Klimaschutz Aldi, Otto, Douglas: Einzelhändler unterstützen schärferes Klimaziel der Bundesregierung

Zahlreiche wichtige Handelsunternehmen haben gemeinsam mit dem HDE ein Papier mit einheitlichen Handlungsprinzipien für nachhaltiges Wirtschaften unterzeichnet.
Düsseldorf Als die Bundesregierung jüngst verkündete, dass sie ihre Klimaziele verschärfen und bis zum Jahr 2030 nun viel mehr Treibhausgasemissionen einsparen will, ging ein Aufschrei durch die Wirtschaft. Viele Unternehmen beschwerten sich über mangelnde Planungssicherheit und forderten Finanzhilfen für die Umstellung.
Doch nun bekommt die Politik überraschend deutliche Unterstützung: Zahlreiche wichtige Handelsunternehmen haben gemeinsam mit dem Handelsverband Deutschland (HDE) ein Papier mit einheitlichen Handlungsprinzipien für nachhaltiges Wirtschaften unterzeichnet. Darin bekennen sie sich ohne Einschränkung zu den politisch vorgegebenen Klimazielen.

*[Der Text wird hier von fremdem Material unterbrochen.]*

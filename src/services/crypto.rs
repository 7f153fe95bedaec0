// SPDX-License-Identifier: MIT
// Copyright 2026 Roland Dreier <roland@rolandd.dev>

//! Encryption of stored OAuth tokens.
//!
//! Tokens are sealed with AES-256-GCM under a key derived (HKDF-SHA256) from
//! the configured encryption secret. The Mattermost user ID is bound in as
//! associated data, so a blob copied to another user's record won't decrypt.
//! Stored form: base64(nonce || ciphertext || tag).

use crate::db::Store;
use crate::error::AppError;
use crate::models::OAuthToken;
use base64::{engine::general_purpose::STANDARD as BASE64, Engine as _};
use hkdf::Hkdf;
use ring::aead::{Aad, LessSafeKey, Nonce, UnboundKey, AES_256_GCM, NONCE_LEN};
use ring::rand::{SecureRandom, SystemRandom};
use sha2::Sha256;
use std::sync::Arc;

const HKDF_SALT: &[u8] = b"servicenow-bridge/token-encryption";
const HKDF_INFO: &[u8] = b"oauth2-token-v1";

#[derive(Debug, thiserror::Error)]
pub enum CryptoError {
    #[error("key derivation failed")]
    KeyDerivation,

    #[error("encryption failed")]
    Encrypt,

    #[error("decryption failed")]
    Decrypt,

    #[error("invalid ciphertext encoding: {0}")]
    Encoding(String),
}

impl From<CryptoError> for AppError {
    fn from(err: CryptoError) -> Self {
        AppError::Internal(anyhow::anyhow!(err))
    }
}

/// Symmetric cipher for token blobs.
#[derive(Clone)]
pub struct TokenCipher {
    key: Arc<LessSafeKey>,
    rng: SystemRandom,
}

impl TokenCipher {
    pub fn new(encryption_secret: &str) -> Result<Self, CryptoError> {
        let mut key_bytes = [0u8; 32];
        Hkdf::<Sha256>::new(Some(HKDF_SALT), encryption_secret.as_bytes())
            .expand(HKDF_INFO, &mut key_bytes)
            .map_err(|_| CryptoError::KeyDerivation)?;

        let unbound =
            UnboundKey::new(&AES_256_GCM, &key_bytes).map_err(|_| CryptoError::KeyDerivation)?;

        Ok(Self {
            key: Arc::new(LessSafeKey::new(unbound)),
            rng: SystemRandom::new(),
        })
    }

    /// Encrypt plaintext, binding it to `aad`. Returns base64.
    pub fn encrypt(&self, plaintext: &[u8], aad: &[u8]) -> Result<String, CryptoError> {
        let mut nonce_bytes = [0u8; NONCE_LEN];
        self.rng
            .fill(&mut nonce_bytes)
            .map_err(|_| CryptoError::Encrypt)?;

        let mut in_out = plaintext.to_vec();
        self.key
            .seal_in_place_append_tag(
                Nonce::assume_unique_for_key(nonce_bytes),
                Aad::from(aad),
                &mut in_out,
            )
            .map_err(|_| CryptoError::Encrypt)?;

        let mut sealed = nonce_bytes.to_vec();
        sealed.extend_from_slice(&in_out);
        Ok(BASE64.encode(sealed))
    }

    /// Decrypt a base64 blob produced by [`TokenCipher::encrypt`].
    pub fn decrypt(&self, ciphertext_b64: &str, aad: &[u8]) -> Result<Vec<u8>, CryptoError> {
        let sealed = BASE64
            .decode(ciphertext_b64)
            .map_err(|e| CryptoError::Encoding(e.to_string()))?;
        if sealed.len() < NONCE_LEN {
            return Err(CryptoError::Encoding("ciphertext too short".to_string()));
        }

        let (nonce_bytes, ciphertext) = sealed.split_at(NONCE_LEN);
        let nonce =
            Nonce::try_assume_unique_for_key(nonce_bytes).map_err(|_| CryptoError::Decrypt)?;

        let mut in_out = ciphertext.to_vec();
        let plaintext = self
            .key
            .open_in_place(nonce, Aad::from(aad), &mut in_out)
            .map_err(|_| CryptoError::Decrypt)?;
        Ok(plaintext.to_vec())
    }

    /// Random hex string of `len` bytes of entropy (OAuth state).
    pub fn random_hex(&self, len: usize) -> Result<String, CryptoError> {
        let mut bytes = vec![0u8; len];
        self.rng.fill(&mut bytes).map_err(|_| CryptoError::Encrypt)?;
        Ok(hex::encode(bytes))
    }
}

/// Helper to encrypt an OAuth token before storing it for a user.
pub fn encrypt_token(
    cipher: &TokenCipher,
    token: &OAuthToken,
    mattermost_user_id: &str,
) -> Result<String, AppError> {
    let json = serde_json::to_vec(token)
        .map_err(|e| AppError::Internal(anyhow::anyhow!("Failed to encode token: {}", e)))?;
    Ok(cipher.encrypt(&json, mattermost_user_id.as_bytes())?)
}

/// Helper to decrypt a stored OAuth token.
pub fn decrypt_token(
    cipher: &TokenCipher,
    encrypted: &str,
    mattermost_user_id: &str,
) -> Result<OAuthToken, CryptoError> {
    let json = cipher.decrypt(encrypted, mattermost_user_id.as_bytes())?;
    serde_json::from_slice(&json).map_err(|e| CryptoError::Encoding(e.to_string()))
}

/// Drop every stored token if any of them no longer decrypts, which means the
/// encryption secret was changed. Returns whether tokens were dropped.
pub async fn purge_tokens_after_secret_change(
    store: &dyn Store,
    cipher: &TokenCipher,
) -> Result<bool, AppError> {
    let users = store.get_all_users().await?;
    let stale = users
        .iter()
        .filter(|user| decrypt_token(cipher, &user.oauth2_token, &user.mattermost_user_id).is_err())
        .count();

    if stale == 0 {
        return Ok(false);
    }

    tracing::warn!(
        stale,
        total = users.len(),
        "Stored tokens do not decrypt with the current secret; users must reconnect"
    );
    store.delete_user_token_on_encryption_secret_change().await?;
    Ok(true)
}

#[cfg(test)]
mod tests {
    use super::*;
    use crate::db::InMemoryStore;
    use crate::models::User;

    fn token() -> OAuthToken {
        OAuthToken {
            access_token: "access".to_string(),
            refresh_token: "refresh".to_string(),
            token_type: "Bearer".to_string(),
            expiry: None,
        }
    }

    #[test]
    fn test_token_round_trip() {
        let cipher = TokenCipher::new("secret").unwrap();
        let sealed = encrypt_token(&cipher, &token(), "user1").unwrap();

        assert!(!sealed.contains("access"));
        assert_eq!(decrypt_token(&cipher, &sealed, "user1").unwrap(), token());
    }

    #[test]
    fn test_nonce_differs_per_encryption() {
        let cipher = TokenCipher::new("secret").unwrap();
        let a = cipher.encrypt(b"same", b"u").unwrap();
        let b = cipher.encrypt(b"same", b"u").unwrap();
        assert_ne!(a, b);
    }

    #[test]
    fn test_aad_binds_user() {
        let cipher = TokenCipher::new("secret").unwrap();
        let sealed = encrypt_token(&cipher, &token(), "user1").unwrap();

        assert!(matches!(
            decrypt_token(&cipher, &sealed, "user2"),
            Err(CryptoError::Decrypt)
        ));
    }

    #[test]
    fn test_rotated_secret_cannot_decrypt() {
        let old = TokenCipher::new("old-secret").unwrap();
        let new = TokenCipher::new("new-secret").unwrap();
        let sealed = encrypt_token(&old, &token(), "user1").unwrap();

        assert!(decrypt_token(&new, &sealed, "user1").is_err());
    }

    #[test]
    fn test_garbage_ciphertext() {
        let cipher = TokenCipher::new("secret").unwrap();
        assert!(matches!(
            cipher.decrypt("not base64!!", b"u"),
            Err(CryptoError::Encoding(_))
        ));
        assert!(matches!(
            cipher.decrypt(&BASE64.encode([1u8; 4]), b"u"),
            Err(CryptoError::Encoding(_))
        ));
    }

    #[tokio::test]
    async fn test_purge_after_secret_change() {
        let old = TokenCipher::new("old-secret").unwrap();
        let new = TokenCipher::new("new-secret").unwrap();
        let store = InMemoryStore::new();
        for id in ["u1", "u2"] {
            store
                .store_user(&User {
                    mattermost_user_id: id.to_string(),
                    oauth2_token: encrypt_token(&old, &token(), id).unwrap(),
                })
                .await
                .unwrap();
        }

        assert!(!purge_tokens_after_secret_change(&store, &old).await.unwrap());
        assert_eq!(store.get_all_users().await.unwrap().len(), 2);

        assert!(purge_tokens_after_secret_change(&store, &new).await.unwrap());
        assert!(store.get_all_users().await.unwrap().is_empty());
    }

    #[test]
    fn test_random_hex_length() {
        let cipher = TokenCipher::new("secret").unwrap();
        let state = cipher.random_hex(16).unwrap();
        assert_eq!(state.len(), 32);
        assert!(state.chars().all(|c| c.is_ascii_hexdigit()));
    }
}
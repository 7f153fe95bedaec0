// SPDX-License-Identifier: MIT
// Copyright 2026 Roland Dreier <roland@rolandd.dev>

//! Change events pushed by ServiceNow and their notification rendering.

use crate::models::post::{Attachment, AttachmentField};
use crate::models::subscription::{RecordType, SubscriptionEvent};
use serde::{Deserialize, Deserializer, Serialize};

/// Placeholder shown for unassigned records.
pub const NOT_AVAILABLE: &str = "N/A";

/// Notification payload sent by the ServiceNow business rule.
///
/// Built per webhook call; never stored. Missing and `null` fields decode as
/// empty strings.
#[derive(Debug, Clone, Default, PartialEq, Eq, Serialize, Deserialize)]
#[serde(default)]
pub struct ServiceNowEvent {
    #[serde(rename = "sys_id", deserialize_with = "null_as_empty")]
    pub subscription_id: String,
    #[serde(deserialize_with = "null_as_empty")]
    pub record_id: String,
    #[serde(rename = "mm_channel_id", deserialize_with = "null_as_empty")]
    pub channel_id: String,
    #[serde(rename = "mm_user_id", deserialize_with = "null_as_empty")]
    pub user_id: String,
    #[serde(rename = "type", deserialize_with = "null_as_empty")]
    pub subscription_type: String,
    #[serde(deserialize_with = "null_as_empty")]
    pub record_type: String,
    #[serde(deserialize_with = "null_as_empty")]
    pub record_type_name: String,
    #[serde(rename = "subscription_events", deserialize_with = "null_as_empty")]
    pub events: String,
    #[serde(deserialize_with = "null_as_empty")]
    pub number: String,
    #[serde(deserialize_with = "null_as_empty")]
    pub short_description: String,
    #[serde(deserialize_with = "null_as_empty")]
    pub state: String,
    #[serde(deserialize_with = "null_as_empty")]
    pub priority: String,
    #[serde(deserialize_with = "null_as_empty")]
    pub assigned_to: String,
    #[serde(deserialize_with = "null_as_empty")]
    pub assignment_group: String,
    #[serde(deserialize_with = "null_as_empty")]
    pub event_occurred: String,
}

fn null_as_empty<'de, D>(deserializer: D) -> Result<String, D::Error>
where
    D: Deserializer<'de>,
{
    Ok(Option::<String>::deserialize(deserializer)?.unwrap_or_default())
}

impl ServiceNowEvent {
    /// Decode a raw webhook body.
    pub fn from_json(raw: &[u8]) -> serde_json::Result<Self> {
        serde_json::from_slice(raw)
    }

    /// Deep link to the record inside the ServiceNow list view.
    pub fn record_link(&self, servicenow_url: &str) -> String {
        format!(
            "{}/nav_to.do?uri={}.do%3Fsys_id={}%26sysparm_stack={}_list.do%3Fsysparm_query=active=true",
            servicenow_url, self.record_type, self.record_id, self.record_type
        )
    }

    /// Human name of the record type. Falls back to the built-in name when
    /// the event does not carry one.
    pub fn record_type_label(&self) -> &str {
        if !self.record_type_name.is_empty() {
            return &self.record_type_name;
        }
        self.record_type
            .parse::<RecordType>()
            .map(RecordType::display_name)
            .unwrap_or(self.record_type.as_str())
    }

    /// Build the notification attachment. Field order is fixed.
    pub fn notification_attachment(&self, servicenow_url: &str) -> Attachment {
        Attachment {
            title: format!(
                "[{}]({}): {}",
                self.number,
                self.record_link(servicenow_url),
                self.short_description
            ),
            fields: vec![
                AttachmentField::short("Event", SubscriptionEvent::label_for(&self.event_occurred)),
                AttachmentField::short("Record", self.record_type_label()),
                AttachmentField::short("State", self.state.as_str()),
                AttachmentField::short("Priority", self.priority.as_str()),
                AttachmentField::short("Assigned to", or_not_available(&self.assigned_to)),
                AttachmentField::short(
                    "Assignment group",
                    or_not_available(&self.assignment_group),
                ),
            ],
        }
    }
}

fn or_not_available(value: &str) -> &str {
    if value.is_empty() {
        NOT_AVAILABLE
    } else {
        value
    }
}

„Wir setzen uns ehrgeizige Ziele für effizienten Klima- und Ressourcenschutz“, heißt es in dem Papier, das dem Handelsblatt vorliegt. „Wir unterstützen das Klimaziel für 2030 der Bundesregierung und bekennen uns zum europäischen Ziel einer EU-weiten Klimaneutralität bis 2050.“ Unterzeichner sind die 19 Vorstandsmitglieder des HDE, darunter die Chefs großer Handelskonzerne wie Aldi, Schwarz, Rewe, Edeka, Otto, Douglas, der Saturn- und Media-Markt-Mutter Ceconomy oder Galeria Karstadt Kaufhof.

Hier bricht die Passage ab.